Does calculation method matter for targeting vancomycin area under the curve?

Objectives To assess differences in vancomycin AUC estimates from two common, clinically applied first-order pharmacokinetic equation methods compared with Bayesian estimates. Methods A cohort of patients who received vancomycin and therapeutic drug monitoring was studied. First-order population pharmacokinetic equations were used to guide initial empirical dosing. After receipt of the first dose, patients had peak and trough serum levels drawn and steady-state AUC was estimated using first-order pharmacokinetic equations as standard care. We subsequently created a Bayesian model and used individual Empirical Bayes Estimates to precisely calculate vancomycin AUC(24-48), AUC(48-72) and AUC(72-96) in this cohort. AUC at steady state (AUC(SS)) differences from the first-order methods were compared numerically and categorically (i.e. below, within or above 400-600 mg center dot h/L) to Bayesian AUCs, which served as the gold standard. Results A total of 65 adult inpatients with 409 plasma samples were included in this analysis.
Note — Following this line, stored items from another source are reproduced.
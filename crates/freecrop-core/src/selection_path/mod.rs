//! Free-form selection paths.
//!
//! [`SelectionPathEngine`] builds a closed [`PathContour`] from pointer
//! input in one of two modes:
//!
//! - **Polygon**: every tap adds a vertex. Tapping inside the polygon, or
//!   at a point whose new edge would cross it, closes the polygon.
//! - **Lasso**: a drag adds a point per sample. Returning to the lock
//!   region around the first point closes the loop; crossing the existing
//!   path or leaving the editable bounds fails the selection. Lifting the
//!   pointer early pauses the lasso (or fails it when pausing is off).
//!
//! # Lifecycle
//!
//! ```text
//! Empty -> Building -> Paused (lasso only) -> Building -> Closed
//!              \-------------- failure --------------> Empty
//! ```
//!
//! Outcomes are queued as [`SelectionEvent`]s for the host to collect.

mod lasso;
mod polygon;

use std::fmt;

use log::{debug, info, warn};
use serde::{Deserialize, Serialize};

use crate::events::{EventQueue, SelectionEvent, SelectionFailure};
use crate::geometry::{map_path_between_frames, PathContour, Point, Rect};
use crate::history::{UndoStack, DEFAULT_UNDO_CAPACITY};

/// How points are fed to the engine.
#[derive(Debug, Clone, Copy, PartialEq, Eq, Serialize, Deserialize)]
#[serde(rename_all = "camelCase")]
pub enum PathMode {
    Polygon,
    Lasso,
}

/// Tunables for [`SelectionPathEngine`].
#[derive(Debug, Clone, PartialEq, Serialize, Deserialize)]
#[serde(default)]
pub struct PathEngineConfig {
    /// Side of the square lock region centred on the first point.
    pub lock_region_size: f64,
    /// Lifting the pointer pauses a lasso instead of failing it.
    pub allow_pause_for_lasso: bool,
    /// Number of contour snapshots kept for undo.
    pub undo_capacity: usize,
}

impl Default for PathEngineConfig {
    fn default() -> Self {
        Self {
            lock_region_size: 30.0,
            allow_pause_for_lasso: true,
            undo_capacity: DEFAULT_UNDO_CAPACITY,
        }
    }
}

/// Coarse state of the engine, derived from its contour.
#[derive(Debug, Clone, Copy, PartialEq, Eq, Serialize, Deserialize)]
pub enum PathState {
    Empty,
    Building,
    Paused,
    Closed,
}

/// A crossing found while extending a path.
#[derive(Debug, Clone, Copy, PartialEq)]
pub struct IntersectionHit {
    /// The segment that was being added.
    pub segment: [Point; 2],
    /// The existing segment it crossed.
    pub crossed: [Point; 2],
}

impl IntersectionHit {
    fn from_points([a, b, c, d]: [Point; 4]) -> Self {
        Self {
            segment: [a, b],
            crossed: [c, d],
        }
    }
}

/// Debug hook called with every crossing the engine detects.
pub type IntersectionProbe = Box<dyn FnMut(&IntersectionHit)>;

/// Contour state saved across a relayout.
#[derive(Debug, Clone, PartialEq)]
pub struct PathSnapshot {
    contour: PathContour,
    paused: bool,
    can_lock: bool,
}

impl PathSnapshot {
    pub fn contour(&self) -> &PathContour {
        &self.contour
    }

    pub fn is_paused(&self) -> bool {
        self.paused
    }

    /// Re-map the saved contour from one frame onto another.
    pub fn mapped(mut self, from: Rect, to: Rect) -> Self {
        self.contour = map_path_between_frames(&self.contour, from, to);
        self
    }
}

/// Polygon and lasso path builder.
pub struct SelectionPathEngine {
    mode: PathMode,
    config: PathEngineConfig,
    bounds: Rect,
    contour: PathContour,
    paused: bool,
    can_lock: bool,
    lock_region: Rect,
    stroke_active: bool,
    stroke_needs_snapshot: bool,
    undo: UndoStack<PathContour>,
    events: EventQueue,
    probe: Option<IntersectionProbe>,
}

impl fmt::Debug for SelectionPathEngine {
    fn fmt(&self, f: &mut fmt::Formatter<'_>) -> fmt::Result {
        f.debug_struct("SelectionPathEngine")
            .field("mode", &self.mode)
            .field("bounds", &self.bounds)
            .field("points", &self.contour.len())
            .field("closed", &self.contour.is_closed())
            .field("paused", &self.paused)
            .field("can_lock", &self.can_lock)
            .finish_non_exhaustive()
    }
}

impl SelectionPathEngine {
    /// Create an empty engine. `bounds` is the editable area; lasso points
    /// outside it fail the selection.
    pub fn new(mode: PathMode, bounds: Rect, config: PathEngineConfig) -> Self {
        let undo = UndoStack::with_capacity(config.undo_capacity);
        Self {
            mode,
            config,
            bounds,
            contour: PathContour::new(),
            paused: false,
            can_lock: false,
            lock_region: Rect::ZERO,
            stroke_active: false,
            stroke_needs_snapshot: false,
            undo,
            events: EventQueue::new(),
            probe: None,
        }
    }

    pub fn mode(&self) -> PathMode {
        self.mode
    }

    pub fn config(&self) -> &PathEngineConfig {
        &self.config
    }

    pub fn bounds(&self) -> Rect {
        self.bounds
    }

    pub fn set_bounds(&mut self, bounds: Rect) {
        self.bounds = bounds;
    }

    pub fn contour(&self) -> &PathContour {
        &self.contour
    }

    pub fn is_closed(&self) -> bool {
        self.contour.is_closed()
    }

    pub fn is_paused(&self) -> bool {
        self.paused
    }

    /// Whether the pointer has travelled far enough from the first point
    /// for the lock region to close the loop.
    pub fn can_lock(&self) -> bool {
        self.can_lock
    }

    /// The lock marker around the first point, if one is placed.
    pub fn lock_region(&self) -> Option<Rect> {
        (self.lock_region != Rect::ZERO).then_some(self.lock_region)
    }

    pub fn state(&self) -> PathState {
        if self.contour.is_closed() {
            PathState::Closed
        } else if self.paused {
            PathState::Paused
        } else if self.contour.is_empty() {
            PathState::Empty
        } else {
            PathState::Building
        }
    }

    pub fn can_undo(&self) -> bool {
        !self.undo.is_empty()
    }

    /// Install a hook that sees every detected crossing.
    pub fn set_intersection_probe(&mut self, probe: impl FnMut(&IntersectionHit) + 'static) {
        self.probe = Some(Box::new(probe));
    }

    pub fn clear_intersection_probe(&mut self) {
        self.probe = None;
    }

    /// Restore the contour as it was before the last mutating step.
    ///
    /// Restoring an empty contour also removes the lock marker.
    pub fn undo(&mut self) {
        let Some(previous) = self.undo.pop() else {
            warn!("Path undo requested with an empty history");
            return;
        };
        debug!("Undo path to {} points", previous.len());

        self.contour = previous;
        self.paused =
            self.mode == PathMode::Lasso && !self.contour.is_empty() && !self.contour.is_closed();
        self.can_lock = false;
        self.place_lock_marker();
        self.events
            .push(SelectionEvent::UndoAvailabilityChanged(self.can_undo()));
    }

    /// Drop the contour, the lock marker and the undo history.
    pub fn clear(&mut self) {
        info!("Clearing {:?} selection", self.mode);
        self.reset_contour();
        let had_history = self.can_undo();
        self.undo.clear();
        if had_history {
            self.events.push(SelectionEvent::UndoAvailabilityChanged(false));
        }
    }

    /// Save an in-progress contour before a relayout.
    ///
    /// Only a paused lasso or an open polygon has anything worth keeping.
    pub fn snapshot(&self) -> Option<PathSnapshot> {
        let in_progress = match self.mode {
            PathMode::Lasso => self.paused,
            PathMode::Polygon => !self.contour.is_empty() && !self.contour.is_closed(),
        };
        in_progress.then(|| PathSnapshot {
            contour: self.contour.clone(),
            paused: self.paused,
            can_lock: self.can_lock,
        })
    }

    /// Reapply a saved contour after a relayout, moving the lock marker to
    /// its first point.
    pub fn restore(&mut self, snapshot: PathSnapshot) {
        debug!("Restoring {} path points after relayout", snapshot.contour.len());
        self.contour = snapshot.contour;
        self.paused = snapshot.paused;
        self.can_lock = snapshot.can_lock;
        self.place_lock_marker();
    }

    /// Apply `f` to every contour point and re-derive the lock marker.
    pub fn map_contour(&mut self, f: impl Fn(Point) -> Point) {
        self.contour = self.contour.map_points(f);
        if !self.contour.is_closed() {
            self.place_lock_marker();
        }
    }

    /// Stretch the contour so its bounding box becomes `frame`.
    ///
    /// Used to keep a completed selection inside the crop box that frames
    /// it while the box is moved or resized.
    pub fn stretch_to_frame(&mut self, frame: Rect) {
        let Some(from) = self.contour.bounding_box() else {
            return;
        };
        if from == frame {
            return;
        }
        self.contour = map_path_between_frames(&self.contour, from, frame);
        if !self.contour.is_closed() {
            self.place_lock_marker();
        }
    }

    /// Remove and return the events queued since the last call.
    pub fn take_events(&mut self) -> Vec<SelectionEvent> {
        self.events.take()
    }

    fn reset_contour(&mut self) {
        self.contour.clear();
        self.paused = false;
        self.can_lock = false;
        self.lock_region = Rect::ZERO;
        self.stroke_active = false;
        self.stroke_needs_snapshot = false;
    }

    fn place_lock_marker(&mut self) {
        self.lock_region = match self.contour.first() {
            Some(first) => Rect::centered_square(first, self.config.lock_region_size),
            None => Rect::ZERO,
        };
    }

    fn push_undo_snapshot(&mut self) {
        self.undo.push(self.contour.clone());
    }

    /// Append `point`, placing the lock marker if it is the first one.
    fn append(&mut self, point: Point) {
        let was_empty = self.contour.is_empty();
        if let Err(err) = self.contour.push(point) {
            warn!("{err}");
            return;
        }
        if was_empty {
            self.place_lock_marker();
        }
    }

    /// Close the contour and report it.
    fn complete(&mut self) {
        self.contour.close();
        self.paused = false;
        self.can_lock = false;
        self.lock_region = Rect::ZERO;
        self.stroke_active = false;
        self.stroke_needs_snapshot = false;
        info!(
            "{:?} selection completed with {} points",
            self.mode,
            self.contour.len()
        );
        self.events
            .push(SelectionEvent::SelectionCompleted(self.contour.clone()));
    }

    /// Abandon the contour and report why.
    fn fail(&mut self, reason: SelectionFailure) {
        info!("{:?} selection failed: {reason}", self.mode);
        self.reset_contour();
        self.events.push(SelectionEvent::SelectionFailed(reason));
    }

    fn report_intersection(&mut self, hit: IntersectionHit) {
        debug!("Segment {:?} crosses {:?}", hit.segment, hit.crossed);
        if let Some(probe) = self.probe.as_mut() {
            probe(&hit);
        }
    }
}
A two-compartment intravenous infusion model with first-order elimination fit the data well. The mean of Bayesian AUC(24-48) was not significantly different from AUC estimates from the two first-order pharmacokinetic equation methods (P = 0.68); however, Bayesian AUC(48-72) and Bayesian AUC(72-96) were both significantly different when compared with both first-order pharmacokinetic equation methods (P < 0.01 for each). At the patient level, categorical classifications of AUC estimates from the two first-order pharmacokinetic equation methods differed from categorizations derived from the Bayesian calculations. Categorical agreement was similar to 50% between first-order and Bayesian calculations, with declining categorical agreement observed with longer treatment courses. Differences in categorical agreement between calculation methods could potentially result in different dose recommendations for the patient. Conclusions Bayesian-calculated AUCs between 48-72 and 72-96 h intervals were significantly different from first-order pharmacokinetic method-estimated AUCs at steady state. The various calculation methods resulted in different categorical classification, which could potentially lead to erroneous dosing adjustments in approximately half of the patients.